[Stored items]

^^^^^^^^

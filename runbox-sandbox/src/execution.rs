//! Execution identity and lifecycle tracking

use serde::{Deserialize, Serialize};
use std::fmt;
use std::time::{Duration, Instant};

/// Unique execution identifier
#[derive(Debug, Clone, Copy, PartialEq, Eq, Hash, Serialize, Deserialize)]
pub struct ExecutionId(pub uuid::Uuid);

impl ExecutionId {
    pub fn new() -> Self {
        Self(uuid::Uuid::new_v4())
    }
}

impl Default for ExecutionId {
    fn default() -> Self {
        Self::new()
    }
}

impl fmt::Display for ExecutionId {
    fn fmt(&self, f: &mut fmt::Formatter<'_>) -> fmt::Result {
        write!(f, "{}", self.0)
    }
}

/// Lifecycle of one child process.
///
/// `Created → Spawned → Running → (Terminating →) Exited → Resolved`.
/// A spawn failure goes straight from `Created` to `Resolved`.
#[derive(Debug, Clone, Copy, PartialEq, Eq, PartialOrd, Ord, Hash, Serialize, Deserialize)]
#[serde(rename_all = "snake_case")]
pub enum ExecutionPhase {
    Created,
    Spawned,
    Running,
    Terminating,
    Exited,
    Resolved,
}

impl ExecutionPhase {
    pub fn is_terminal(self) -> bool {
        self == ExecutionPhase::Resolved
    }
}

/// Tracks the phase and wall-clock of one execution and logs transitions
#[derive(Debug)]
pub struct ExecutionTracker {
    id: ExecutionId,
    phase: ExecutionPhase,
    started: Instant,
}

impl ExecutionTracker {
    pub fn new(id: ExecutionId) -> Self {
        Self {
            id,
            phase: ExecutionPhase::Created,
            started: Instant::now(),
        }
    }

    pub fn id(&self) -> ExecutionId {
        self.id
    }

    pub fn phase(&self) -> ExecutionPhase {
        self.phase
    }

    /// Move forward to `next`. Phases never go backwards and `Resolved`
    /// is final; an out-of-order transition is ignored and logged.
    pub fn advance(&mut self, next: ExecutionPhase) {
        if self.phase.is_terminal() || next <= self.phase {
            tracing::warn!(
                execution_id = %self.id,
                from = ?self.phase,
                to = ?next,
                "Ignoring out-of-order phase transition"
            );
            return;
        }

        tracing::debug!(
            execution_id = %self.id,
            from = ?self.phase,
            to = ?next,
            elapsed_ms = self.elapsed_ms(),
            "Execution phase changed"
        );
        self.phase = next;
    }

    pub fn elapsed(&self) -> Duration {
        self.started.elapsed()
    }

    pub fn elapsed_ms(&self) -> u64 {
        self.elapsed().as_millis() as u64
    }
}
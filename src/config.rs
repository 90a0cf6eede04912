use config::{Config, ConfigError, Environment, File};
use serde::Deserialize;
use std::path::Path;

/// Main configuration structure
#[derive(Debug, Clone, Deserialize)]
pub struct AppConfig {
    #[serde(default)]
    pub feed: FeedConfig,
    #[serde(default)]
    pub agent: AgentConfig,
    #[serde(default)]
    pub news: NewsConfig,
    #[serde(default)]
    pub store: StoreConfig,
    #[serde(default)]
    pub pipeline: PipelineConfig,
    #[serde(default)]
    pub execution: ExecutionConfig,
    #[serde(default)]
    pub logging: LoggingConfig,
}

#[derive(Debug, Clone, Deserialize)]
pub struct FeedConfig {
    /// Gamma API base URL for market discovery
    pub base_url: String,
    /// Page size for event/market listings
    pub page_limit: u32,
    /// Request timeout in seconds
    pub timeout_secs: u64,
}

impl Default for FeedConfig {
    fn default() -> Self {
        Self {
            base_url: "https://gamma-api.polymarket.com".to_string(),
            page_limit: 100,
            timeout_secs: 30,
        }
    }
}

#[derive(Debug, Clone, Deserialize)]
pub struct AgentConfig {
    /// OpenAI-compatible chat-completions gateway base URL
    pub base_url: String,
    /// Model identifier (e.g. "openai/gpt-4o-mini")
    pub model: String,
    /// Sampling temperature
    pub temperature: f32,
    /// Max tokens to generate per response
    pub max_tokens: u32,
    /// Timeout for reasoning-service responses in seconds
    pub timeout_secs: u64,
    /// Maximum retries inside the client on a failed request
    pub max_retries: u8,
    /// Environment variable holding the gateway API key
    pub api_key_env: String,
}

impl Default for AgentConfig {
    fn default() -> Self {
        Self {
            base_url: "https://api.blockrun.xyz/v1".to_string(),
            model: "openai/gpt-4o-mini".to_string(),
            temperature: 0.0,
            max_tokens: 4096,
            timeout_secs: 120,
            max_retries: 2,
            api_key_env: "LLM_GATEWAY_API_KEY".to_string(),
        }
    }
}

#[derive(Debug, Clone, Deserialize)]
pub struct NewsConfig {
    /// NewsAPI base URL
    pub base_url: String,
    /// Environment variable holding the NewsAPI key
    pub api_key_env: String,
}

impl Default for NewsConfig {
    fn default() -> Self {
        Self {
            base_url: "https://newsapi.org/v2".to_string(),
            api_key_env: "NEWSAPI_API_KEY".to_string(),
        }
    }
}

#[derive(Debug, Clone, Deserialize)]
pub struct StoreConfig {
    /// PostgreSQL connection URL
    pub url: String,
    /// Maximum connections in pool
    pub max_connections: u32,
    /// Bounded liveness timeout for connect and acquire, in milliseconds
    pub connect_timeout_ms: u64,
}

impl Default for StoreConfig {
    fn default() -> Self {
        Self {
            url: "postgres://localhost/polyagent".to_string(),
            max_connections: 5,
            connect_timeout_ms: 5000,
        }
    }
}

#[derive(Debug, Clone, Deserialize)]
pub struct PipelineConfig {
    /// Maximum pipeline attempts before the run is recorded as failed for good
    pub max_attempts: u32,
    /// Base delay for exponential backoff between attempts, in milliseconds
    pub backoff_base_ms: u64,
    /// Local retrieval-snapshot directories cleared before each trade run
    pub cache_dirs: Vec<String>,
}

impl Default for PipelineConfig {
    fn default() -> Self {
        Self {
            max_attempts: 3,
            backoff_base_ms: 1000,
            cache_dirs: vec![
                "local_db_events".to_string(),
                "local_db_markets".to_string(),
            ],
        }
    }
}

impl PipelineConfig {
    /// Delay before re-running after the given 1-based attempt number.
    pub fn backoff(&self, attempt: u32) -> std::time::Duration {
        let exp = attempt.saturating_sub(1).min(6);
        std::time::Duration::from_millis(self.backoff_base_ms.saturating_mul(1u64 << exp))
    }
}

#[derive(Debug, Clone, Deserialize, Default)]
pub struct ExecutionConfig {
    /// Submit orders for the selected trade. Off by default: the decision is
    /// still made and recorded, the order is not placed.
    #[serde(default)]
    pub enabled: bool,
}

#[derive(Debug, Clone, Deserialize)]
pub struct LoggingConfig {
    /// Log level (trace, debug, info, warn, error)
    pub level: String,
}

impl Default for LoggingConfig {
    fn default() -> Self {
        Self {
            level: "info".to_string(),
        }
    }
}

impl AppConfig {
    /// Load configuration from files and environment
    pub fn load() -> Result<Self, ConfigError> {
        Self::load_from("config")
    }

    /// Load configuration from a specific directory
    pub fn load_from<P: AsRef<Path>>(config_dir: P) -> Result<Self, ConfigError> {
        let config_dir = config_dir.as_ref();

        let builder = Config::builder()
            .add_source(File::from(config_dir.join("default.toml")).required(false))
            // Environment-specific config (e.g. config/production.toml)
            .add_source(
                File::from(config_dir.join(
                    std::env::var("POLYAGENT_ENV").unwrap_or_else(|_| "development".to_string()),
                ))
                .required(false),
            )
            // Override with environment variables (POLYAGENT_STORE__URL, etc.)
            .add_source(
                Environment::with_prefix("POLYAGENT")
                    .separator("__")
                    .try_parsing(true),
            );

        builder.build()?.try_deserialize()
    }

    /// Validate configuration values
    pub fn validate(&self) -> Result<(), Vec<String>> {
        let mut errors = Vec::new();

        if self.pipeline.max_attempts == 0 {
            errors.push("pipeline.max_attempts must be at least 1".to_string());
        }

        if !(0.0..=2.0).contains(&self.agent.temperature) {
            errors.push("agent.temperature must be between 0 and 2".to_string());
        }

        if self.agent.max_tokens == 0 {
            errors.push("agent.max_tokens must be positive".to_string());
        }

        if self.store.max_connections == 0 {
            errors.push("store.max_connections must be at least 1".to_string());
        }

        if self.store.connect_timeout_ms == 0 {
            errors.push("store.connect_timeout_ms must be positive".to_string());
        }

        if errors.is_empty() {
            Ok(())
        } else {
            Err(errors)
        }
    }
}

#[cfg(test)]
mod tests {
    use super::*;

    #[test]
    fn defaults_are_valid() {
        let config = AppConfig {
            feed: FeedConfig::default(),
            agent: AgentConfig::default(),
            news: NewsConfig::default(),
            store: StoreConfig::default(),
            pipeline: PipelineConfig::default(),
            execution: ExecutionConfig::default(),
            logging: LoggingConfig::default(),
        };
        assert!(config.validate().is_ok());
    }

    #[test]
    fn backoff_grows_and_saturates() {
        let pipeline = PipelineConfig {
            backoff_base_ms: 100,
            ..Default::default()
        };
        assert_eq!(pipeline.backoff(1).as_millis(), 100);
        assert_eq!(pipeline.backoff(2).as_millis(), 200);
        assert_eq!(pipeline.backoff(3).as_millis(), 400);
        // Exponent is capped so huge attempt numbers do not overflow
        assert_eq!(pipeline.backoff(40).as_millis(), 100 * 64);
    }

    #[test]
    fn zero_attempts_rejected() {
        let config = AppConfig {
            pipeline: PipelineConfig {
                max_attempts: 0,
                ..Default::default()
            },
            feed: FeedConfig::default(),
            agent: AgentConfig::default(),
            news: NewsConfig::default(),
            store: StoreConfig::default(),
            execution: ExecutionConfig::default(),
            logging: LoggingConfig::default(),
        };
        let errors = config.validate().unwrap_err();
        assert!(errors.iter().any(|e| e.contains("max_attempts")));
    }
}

^^^^^^^^

§ Problem: Once you have identified the lines above that contain "Result", copy each of them.

§ Answer to the exercise:
    fn fmt(&self, f: &mut fmt::Formatter<'_>) -> fmt::Result {
    pub fn load() -> Result<Self, ConfigError> {
    pub fn load_from<P: AsRef<Path>>(config_dir: P) -> Result<Self, ConfigError> {
    pub fn validate(&self) -> Result<(), Vec<String>> {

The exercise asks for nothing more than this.